As used in this Mortgage (a) words such as “herein”, “hereof”, “hereto”, “hereunder” and “hereby” or similar terms refer to this Mortgage as a whole and not to any specific Section or provision hereof; (b) wherever the singular or plural number or the masculine, feminine or neuter gender is used, it shall include each other number or gender; and (c) the word “including” shall mean “including, without limitation,” and the word “includes” shall mean “includes, without limitation.”
COVENANTS AND AGREEMENTS
Mortgagor hereby covenants and agrees as follows:
1.01 Payment, Performance and Security . Mortgagor shall pay when due the amount of, and otherwise timely perform, all Obligations. This Mortgage shall secure all Obligations.
1.02 Payment of Taxes, Assessments, etc .
1.02A. Impositions . Mortgagor shall pay when due and payable, before any fine, penalty, interest or cost for the nonpayment thereof may be added thereto, and without any right of offset or credit against any interest or other amounts payable to Mortgagee pursuant to this Mortgage or on the Note, all taxes, assessments, water and sewer rents, rates and charges, transit taxes, charges for public utilities, excises, levies, vault taxes or charges, license and permit fees and other governmental charges, general and special, ordinary and extraordinary, unforeseen and foreseen, of any kind and nature whatsoever (including penalties, interest costs and charges accrued or accumulated thereon), which at any time may be assessed, levied, confirmed, imposed upon, or become due and payable out of or in respect to, or become a lien on, the Secured Property or any part thereof, or any appurtenance thereto, including amounts payable by Mortgagor under the Tax Exemption Documents (all of the foregoing collectively, “ Impositions ” and individually, an “ Imposition ”).

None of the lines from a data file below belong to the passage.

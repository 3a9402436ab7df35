use num_bigint::BigInt;
use num_integer::Integer;
use num_traits::{One, Signed, Zero};
use std::cmp::Ordering;
use std::fmt;
use std::fmt::Display;
use std::ops;
use std::str::FromStr;
use thiserror::Error;

/// Exact rational number, always stored reduced with a positive denominator.
#[derive(Debug, Clone)]
pub struct Fraction {
    num: BigInt,
    den: BigInt,
}

// Larger exponents are rejected instead of building huge powers of ten.
const MAX_EXPONENT: u32 = 1000;

#[derive(Error, Debug, Clone, PartialEq, Eq)]
#[error("invalid rational literal {0:?}")]
pub struct ParseFractionError(pub String);

impl Fraction {
    /// # Panics
    ///
    /// Panics if `den` is zero.
    pub fn new(num: BigInt, den: BigInt) -> Self {
        if den.is_zero() {
            panic!("Denominator cannot be zero");
        }

        let g = &num.gcd(&den);
        let num = num / g;
        let den = den / g;

        if den < BigInt::zero() {
            return Self {
                num: -num,
                den: -den,
            };
        }
        Self { num, den }
    }

    pub fn from_integer(value: i64) -> Self {
        Self {
            num: BigInt::from(value),
            den: BigInt::one(),
        }
    }

    pub fn numer(&self) -> &BigInt {
        &self.num
    }

    /// Always positive.
    pub fn denom(&self) -> &BigInt {
        &self.den
    }

    pub fn abs(&self) -> Self {
        Self {
            num: self.num.abs(),
            den: self.den.clone(),
        }
    }

    pub fn is_integer(&self) -> bool {
        self.den.is_one()
    }

    /// `None` when `rhs` is zero.
    pub fn checked_div(&self, rhs: &Fraction) -> Option<Fraction> {
        if rhs.is_zero() {
            return None;
        }
        Some(Fraction::new(&self.num * &rhs.den, &self.den * &rhs.num))
    }
}

// Accepts `7`, `-7`, `+7`, `0.25`, `.5`, `5.`, `1e3`, `2.5E-2` and either of
// those on both sides of a `/`.
fn parse_decimal(text: &str) -> Option<Fraction> {
    let (mantissa, exponent) = match text.split_once(|c: char| c == 'e' || c == 'E') {
        Some((mantissa, exponent)) => (mantissa, exponent.parse::<i64>().ok()?),
        None => (text, 0),
    };
    if exponent.unsigned_abs() > MAX_EXPONENT as u64 {
        return None;
    }

    let (negative, digits) = match mantissa.strip_prefix('-') {
        Some(rest) => (true, rest),
        None => (false, mantissa.strip_prefix('+').unwrap_or(mantissa)),
    };
    let (whole, decimals) = digits.split_once('.').unwrap_or((digits, ""));
    if whole.is_empty() && decimals.is_empty() {
        return None;
    }
    if !whole.bytes().chain(decimals.bytes()).all(|b| b.is_ascii_digit()) {
        return None;
    }

    let mut num = BigInt::parse_bytes(format!("{whole}{decimals}").as_bytes(), 10)?;
    if negative {
        num = -num;
    }

    let ten = BigInt::from(10u32);
    let scale = decimals.len() as i64 - exponent;
    if scale >= 0 {
        Some(Fraction::new(num, ten.pow(scale as u32)))
    } else {
        Some(Fraction::new(num * ten.pow((-scale) as u32), BigInt::one()))
    }
}

impl FromStr for Fraction {
    type Err = ParseFractionError;

    fn from_str(s: &str) -> Result<Self, Self::Err> {
        let invalid = || ParseFractionError(s.to_string());
        let text = s.trim();

        match text.split_once('/') {
            Some((num, den)) => {
                let num = parse_decimal(num.trim()).ok_or_else(invalid)?;
                let den = parse_decimal(den.trim()).ok_or_else(invalid)?;
                num.checked_div(&den).ok_or_else(invalid)
            }
            None => parse_decimal(text).ok_or_else(invalid),
        }
    }
}

impl From<i64> for Fraction {
    fn from(value: i64) -> Self {
        Fraction::from_integer(value)
    }
}

impl ops::Add for Fraction {
    type Output = Fraction;

    fn add(self, rhs: Fraction) -> Fraction {
        if self.den == rhs.den {
            return Fraction::new(self.num + rhs.num, self.den);
        }

        Fraction::new(
            &self.num * &rhs.den + &rhs.num * &self.den,
            &self.den * &rhs.den,
        )
    }
}

impl ops::Sub for Fraction {
    type Output = Fraction;

    fn sub(self, rhs: Fraction) -> Fraction {
        self + (-rhs)
    }
}

impl ops::Neg for Fraction {
    type Output = Fraction;

    fn neg(self) -> Fraction {
        Fraction {
            num: -self.num,
            den: self.den,
        }
    }
}

impl ops::Div for Fraction {
    type Output = Fraction;

    fn div(self, rhs: Fraction) -> Fraction {
        Fraction::new(self.num * rhs.den, self.den * rhs.num)
    }
}

impl ops::Mul for Fraction {
    type Output = Fraction;

    fn mul(self, rhs: Fraction) -> Fraction {
        Fraction::new(self.num * rhs.num, self.den * rhs.den)
    }
}

impl One for Fraction {
    fn one() -> Fraction {
        Fraction::from_integer(1)
    }
}

impl Zero for Fraction {
    fn zero() -> Fraction {
        Fraction::from_integer(0)
    }

    fn is_zero(&self) -> bool {
        self.num.is_zero()
    }
}

impl Display for Fraction {
    fn fmt(&self, f: &mut fmt::Formatter<'_>) -> fmt::Result {
        if self.den.is_one() {
            return write!(f, "{}", self.num);
        }
        write!(f, "{}/{}", self.num, self.den)
    }
}

impl PartialEq<Fraction> for Fraction {
    fn eq(&self, rhs: &Fraction) -> bool {
        &self.num * &rhs.den == &rhs.num * &self.den
    }
}

impl PartialEq<i64> for Fraction {
    fn eq(&self, rhs: &i64) -> bool {
        self.num == &self.den * BigInt::from(*rhs)
    }
}

impl PartialOrd<Fraction> for Fraction {
    fn partial_cmp(&self, rhs: &Fraction) -> Option<Ordering> {
        Some(self.cmp(rhs))
    }
}

impl Eq for Fraction {}
impl Ord for Fraction {
    // Denominators are positive, so cross multiplication keeps the order.
    fn cmp(&self, rhs: &Fraction) -> Ordering {
        (&self.num * &rhs.den).cmp(&(&rhs.num * &self.den))
    }
}

#[cfg(feature = "serde")]
impl serde::Serialize for Fraction {
    fn serialize<S: serde::Serializer>(&self, serializer: S) -> Result<S::Ok, S::Error> {
        serializer.collect_str(self)
    }
}

// --------------------------------------------------
//                      TESTS
// --------------------------------------------------

#[cfg(test)]
mod tests {
    use super::*;

    fn fr(s: &str) -> Fraction {
        s.parse().unwrap()
    }

    #[test]
    fn test_fraction_normalizes() {
        let f = Fraction::new(BigInt::from(6), BigInt::from(-8));
        assert_eq!(f.numer(), &BigInt::from(-3));
        assert_eq!(f.denom(), &BigInt::from(4));
        assert_eq!(f.to_string(), "-3/4");

        let zero = Fraction::new(BigInt::zero(), BigInt::from(-5));
        assert!(zero.is_zero());
        assert_eq!(zero.to_string(), "0");
    }

    #[test]
    fn test_fraction_parse() {
        assert_eq!(fr("7"), 7);
        assert_eq!(fr(" -7 "), -7);
        assert_eq!(fr("+7"), 7);
        assert_eq!(fr("3/4").to_string(), "3/4");
        assert_eq!(fr("-3/-4").to_string(), "3/4");
        assert_eq!(fr("0.25").to_string(), "1/4");
        assert_eq!(fr("-1.5").to_string(), "-3/2");
        assert_eq!(fr(".5").to_string(), "1/2");
        assert_eq!(fr("5.").to_string(), "5");
        assert_eq!(fr("1.5 / 3").to_string(), "1/2");

        for bad in ["", ".", "-", "abc", "1/0", "1/2/3", "--1", "0x10", "1 2"] {
            assert!(bad.parse::<Fraction>().is_err(), "{bad:?} should not parse");
        }
    }

    #[test]
    fn test_fraction_parse_exponent() {
        assert_eq!(fr("1e3"), 1000);
        assert_eq!(fr("-2E2"), -200);
        assert_eq!(fr("1e+2"), 100);
        assert_eq!(fr("2.5e-2").to_string(), "1/40");
        assert_eq!(fr("1.25e1").to_string(), "25/2");
        assert_eq!(fr("0e5"), 0);
        assert_eq!(fr("1e3/4e2").to_string(), "5/2");

        for bad in ["e3", "1e", "1e1.5", "1ee3", "1e3e1", "1e99999"] {
            assert!(bad.parse::<Fraction>().is_err(), "{bad:?} should not parse");
        }
    }

    #[test]
    fn test_fraction_arithmetic() {
        assert_eq!(fr("1/2") + fr("1/3"), fr("5/6"));
        assert_eq!(fr("1/2") - fr("1/3"), fr("1/6"));
        assert_eq!(fr("2/3") * fr("9/4"), fr("3/2"));
        assert_eq!(fr("2/3") / fr("-4/9"), fr("-3/2"));
        assert_eq!(-fr("2/3"), fr("-2/3"));
        assert_eq!(fr("2/3").checked_div(&Fraction::zero()), None);
        assert_eq!(fr("-5/2").abs(), fr("5/2"));
    }

    #[test]
    fn test_fraction_order() {
        assert!(fr("-1/2") < fr("1/3"));
        assert!(fr("2/3") > fr("3/5"));
        assert_eq!(fr("4/6").cmp(&fr("2/3")), Ordering::Equal);
        assert!(fr("-7").abs() > fr("5").abs());
    }
}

1.02B. Installments . Notwithstanding anything to the contrary contained in Section 1.02A , if by law any Imposition, at the option of the taxpayer, may be paid in installments, and provided interest shall not accrue on the unpaid balance of such Impositions, Mortgagor may exercise the option to pay the same in installments and, in such event, shall pay such installments as the same become due and before any fine, penalty, interest or cost may be added thereto.
1.02C. Receipts . Mortgagor, upon request of Mortgagee, will furnish to Mortgagee within ten (10) days before the date when any Imposition would become delinquent, official receipts of the appropriate taxing authority, or other evidence reasonably satisfactory to Mortgagee, evidencing the payment thereof.
1.02D. Evidence of Payment . The bill, certificate or advice of nonpayment, issued by the appropriate official (designated by law either to make or issue the same or to receive payment of any Imposition) of the nonpayment of an Imposition shall be prima facie evidence that such Imposition is due and unpaid at the time of the making or issuance of such certificate, advice or bill. Mortgagor shall pay Mortgagee, on demand, all charges, costs and
expenses of every kind including each tax service search fee or charge incurred by Mortgagee at any time or times during the term of this Mortgage in connection with obtaining evidence satisfactory to Mortgagee that the payment of all Impositions is current and that there is no Imposition due and owing or which has become or given rise to a lien on the Secured Property or any part thereof or any appurtenance thereto.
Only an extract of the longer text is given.